This study employed online ethnography to explore how female audiences of The Untamed self-organised as a counterpublic to challenge the heteronormative discourse in contemporary China by playing with censorship, and circulating reflexive homoromantic discourse on various social media platforms. Consequently, I suggest that these female fans collectively claim online social spaces via their vibrant actions on social media. Thus, they have established their temporal collective identities as The Untamed Girls (Mandarin: Chenqing Nuhai) and began to conduct collective actions, including circumventing the censorship and resisting interference from heterosexist regulation of film and television adaptations of boys’ love fiction. However, through drawing upon the conceptualisation of ‘ambivalence’ (Banet-Weiser, 2018), I illuminate how The Untamed girls’ collective actions as a popular feminist project is constantly intertwined with heteronormativity and an internalised misogyny, where these seemingly empowered women are simultaneously implementing heterosexual regulation and devaluing women when they celebrate the male-male romance.

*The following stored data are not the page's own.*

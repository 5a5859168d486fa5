mod service;

pub use service::{normalize, SensorSample, SensorService, TIMESTAMP_FIELD, VALUE_FIELD};
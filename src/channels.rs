use anyhow::{Context, Result};

use crate::models::SensorKind;

pub const DEFAULT_SENSOR_CHANNELS: &str = "temperature1:temperature,temperature2:temperature,\
moisture1:moisture,moisture2:moisture,moisture3:moisture,moisture4:moisture,gas:gas";

pub const DEFAULT_ACTUATOR_CHANNELS: &str =
    "Efan,Svalve1,Svalve2,Svalve3,Svalve4,Pump,Tpeltier1,Tpeltier2";

#[derive(Debug, Clone, PartialEq, Eq)]
pub struct SensorChannel {
    pub id: String,
    pub kind: SensorKind,
}

/// A logical channel the dashboard can subscribe to.
#[derive(Debug, Clone, PartialEq, Eq)]
pub enum Channel {
    Sensor(SensorChannel),
    Actuator(String),
}

impl Channel {
    pub fn id(&self) -> &str {
        match self {
            Channel::Sensor(s) => &s.id,
            Channel::Actuator(id) => id,
        }
    }
}

/// The fixed set of sensor and actuator channels this deployment knows about.
#[derive(Debug, Clone, Default, PartialEq, Eq)]
pub struct Channels {
    pub sensors: Vec<SensorChannel>,
    pub actuators: Vec<String>,
}

impl Channels {
    pub fn parse(sensors: &str, actuators: &str) -> Result<Self> {
        Ok(Self {
            sensors: parse_sensor_channels(sensors)?,
            actuators: parse_actuator_channels(actuators),
        })
    }

    pub fn sensor(&self, id: &str) -> Option<&SensorChannel> {
        self.sensors.iter().find(|s| s.id == id)
    }

    pub fn is_actuator(&self, id: &str) -> bool {
        self.actuators.iter().any(|a| a == id)
    }

    /// Resolve an id to its channel. Sensor ids win on a clash.
    pub fn resolve(&self, id: &str) -> Option<Channel> {
        if let Some(sensor) = self.sensor(id) {
            return Some(Channel::Sensor(sensor.clone()));
        }
        self.is_actuator(id).then(|| Channel::Actuator(id.to_owned()))
    }

    /// Every channel: sensors first, then actuators.
    pub fn all(&self) -> impl Iterator<Item = Channel> + '_ {
        self.sensors
            .iter()
            .cloned()
            .map(Channel::Sensor)
            .chain(self.actuators.iter().cloned().map(Channel::Actuator))
    }
}

/// Parse `"id1:kind1,id2:kind2"` into sensor channels.
fn parse_sensor_channels(raw: &str) -> Result<Vec<SensorChannel>> {
    raw.split(',')
        .map(str::trim)
        .filter(|s| !s.is_empty())
        .map(|entry| {
            let (id, kind) = entry.split_once(':').with_context(|| {
                format!("SENSOR_CHANNELS entry must be 'channel_id:kind', got: {entry:?}")
            })?;
            let kind = kind
                .trim()
                .parse::<SensorKind>()
                .with_context(|| format!("unknown sensor kind in SENSOR_CHANNELS entry {entry:?}"))?;
            Ok(SensorChannel {
                id: id.trim().to_owned(),
                kind,
            })
        })
        .collect()
}

fn parse_actuator_channels(raw: &str) -> Vec<String> {
    raw.split(',')
        .map(str::trim)
        .filter(|s| !s.is_empty())
        .map(str::to_owned)
        .collect()
}

#[cfg(test)]
mod tests {
    use super::*;

    #[test]
    fn defaults_cover_every_dashboard_channel() {
        let channels = Channels::parse(DEFAULT_SENSOR_CHANNELS, DEFAULT_ACTUATOR_CHANNELS).unwrap();
        assert_eq!(channels.sensors.len(), 7);
        assert_eq!(channels.actuators.len(), 8);
        assert_eq!(channels.sensor("gas").unwrap().kind, SensorKind::Gas);
        assert_eq!(channels.sensor("moisture4").unwrap().kind, SensorKind::Moisture);
        assert!(channels.is_actuator("Tpeltier2"));
    }

    #[test]
    fn parse_empty() {
        let channels = Channels::parse("", "").unwrap();
        assert!(channels.sensors.is_empty());
        assert!(channels.actuators.is_empty());
    }

    #[test]
    fn parse_unknown_kind_errors() {
        let err = Channels::parse("co2:carbon", "").unwrap_err();
        assert!(format!("{err:#}").contains("unknown sensor kind"));
    }

    #[test]
    fn parse_missing_colon_errors() {
        let err = Channels::parse("gas", "").unwrap_err();
        assert!(err.to_string().contains("channel_id:kind"));
    }

    #[test]
    fn resolve_distinguishes_sensors_and_actuators() {
        let channels = Channels::parse("gas:gas", "Efan").unwrap();
        assert!(matches!(channels.resolve("gas"), Some(Channel::Sensor(_))));
        assert_eq!(channels.resolve("Efan"), Some(Channel::Actuator("Efan".into())));
        assert_eq!(channels.resolve("Pump"), None);
        assert_eq!(channels.all().count(), 2);
    }
}
use chrono::{DateTime, Utc};
use tracing::{debug, error, warn};

use crate::{
    channels::SensorChannel,
    models::SensorReading,
    reading_history::HistoryBuffer,
    store::{archive_collection, DocumentSnapshot, DocumentStore, FieldValue, Fields},
};

/// Field holding the measured value in a sensor document.
pub const VALUE_FIELD: &str = "value";
/// Field holding the device-side observation time in a sensor document.
pub const TIMESTAMP_FIELD: &str = "timestamp";

/// What a sensor snapshot amounts to once normalized.
#[derive(Debug, Clone, PartialEq)]
pub enum SensorSample {
    /// No document yet: "no data", not an error.
    Missing,
    /// Document exists but `value` is absent or not a number.
    NonNumeric,
    Value {
        value: f64,
        observed_at: DateTime<Utc>,
    },
}

/// Normalize a raw sensor document.
///
/// `observed_at` prefers the document's own `timestamp` field, then the
/// store's update time, then `now`.
pub fn normalize(snapshot: &DocumentSnapshot, now: DateTime<Utc>) -> SensorSample {
    if !snapshot.exists {
        return SensorSample::Missing;
    }

    let Some(value) = snapshot
        .get(VALUE_FIELD)
        .and_then(FieldValue::as_f64)
        .filter(|v| v.is_finite())
    else {
        return SensorSample::NonNumeric;
    };

    let observed_at = snapshot
        .get(TIMESTAMP_FIELD)
        .and_then(FieldValue::as_timestamp)
        .or(snapshot.update_time)
        .unwrap_or(now);

    SensorSample::Value { value, observed_at }
}

/// Turns sensor snapshots into history entries and archives every value.
#[derive(Clone)]
pub struct SensorService<S> {
    store: S,
    history: HistoryBuffer,
    archive: bool,
}

impl<S: DocumentStore> SensorService<S> {
    pub fn new(store: S, history: HistoryBuffer, archive: bool) -> Self {
        Self {
            store,
            history,
            archive,
        }
    }

    pub fn history(&self) -> &HistoryBuffer {
        &self.history
    }

    /// Apply one snapshot of `channel`. Returns the reading appended, if any.
    ///
    /// A missing or non-numeric document leaves the channel without a
    /// current reading. A document already recorded is not recorded again.
    pub async fn apply_snapshot(
        &self,
        channel: &SensorChannel,
        snapshot: &DocumentSnapshot,
    ) -> Option<SensorReading> {
        match normalize(snapshot, Utc::now()) {
            SensorSample::Missing => {
                warn!(channel = %channel.id, "No data yet for sensor");
                self.history.mark_absent(&channel.id).await;
                None
            }
            SensorSample::NonNumeric => {
                warn!(channel = %channel.id, "Sensor document has no numeric value; ignoring");
                self.history.mark_absent(&channel.id).await;
                None
            }
            SensorSample::Value { value, observed_at } => {
                let Some(reading) = self
                    .history
                    .record(&channel.id, value, observed_at, snapshot.update_time)
                    .await
                else {
                    debug!(channel = %channel.id, "Sensor document already recorded; skipping");
                    return None;
                };
                debug!(
                    channel = %channel.id,
                    kind = %channel.kind,
                    value,
                    sequence_index = reading.sequence_index,
                    "Sensor reading recorded"
                );
                if self.archive {
                    self.archive_value(&channel.id, value);
                }
                Some(reading)
            }
        }
    }

    /// Append `value` to the channel's archive collection.
    ///
    /// Runs detached: tearing down the feed must not cancel the write.
    fn archive_value(&self, channel: &str, value: f64) {
        let store = self.store.clone();
        let collection = archive_collection(channel);
        let channel = channel.to_owned();
        let fields = Fields::from([
            (VALUE_FIELD.to_owned(), FieldValue::Double(value)),
            (TIMESTAMP_FIELD.to_owned(), FieldValue::ServerTimestamp),
        ]);

        tokio::spawn(async move {
            if let Err(e) = store.append(&collection, fields).await {
                error!(channel = %channel, error = %e, "Failed to archive sensor reading");
            }
        });
    }
}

Counterpublics and global boys’ love culture
The very term ‘counterpublic’ invented by Warner (2002) has been widely used to discuss participants of global BL culture. Wood (2006) explored the ways in which American fans of Japanese BL work with and against animation industries and sociocultural values as they access, consume and produce male homoerotic content, hence these fans gradually forge a counterpublic. Similarly, Martin (2008) used this term to emphasise the resistant nature in Taiwanese fandom of Japanese BL comics. Yang and Xu (2016) also borrowed this concept without further explanation and then suggest that there emerges an online public sphere in a Chinese BL forum, which offers pleasures, specific meanings and identities to Chinese BL fans. The notion of counterpublic has also been adopted to analyse the BL-adapted web series. Hu and Wang (2021) analysed how Chinese fans of the online drama S.C.I Mysteries (Youku Video, 2018) employs the bromance device as a masquerade to resist state censorship and increase the visibility of BL subculture. However, the term counterpublic proposed by Warner (2002) is not carefully examined enough in order to explore how it is self-organised and expanded and circulates a distinct discursive expression to counter the oppression of a dominant culture. For Warner, counterpublics are ‘counter’ as regards participants trying to supply different ways of imagining stranger-sociability; and as ‘publics’, they orient to stranger-circulation in strategic ways and set its boundaries with outsiders (Warner, 2002: 121–122).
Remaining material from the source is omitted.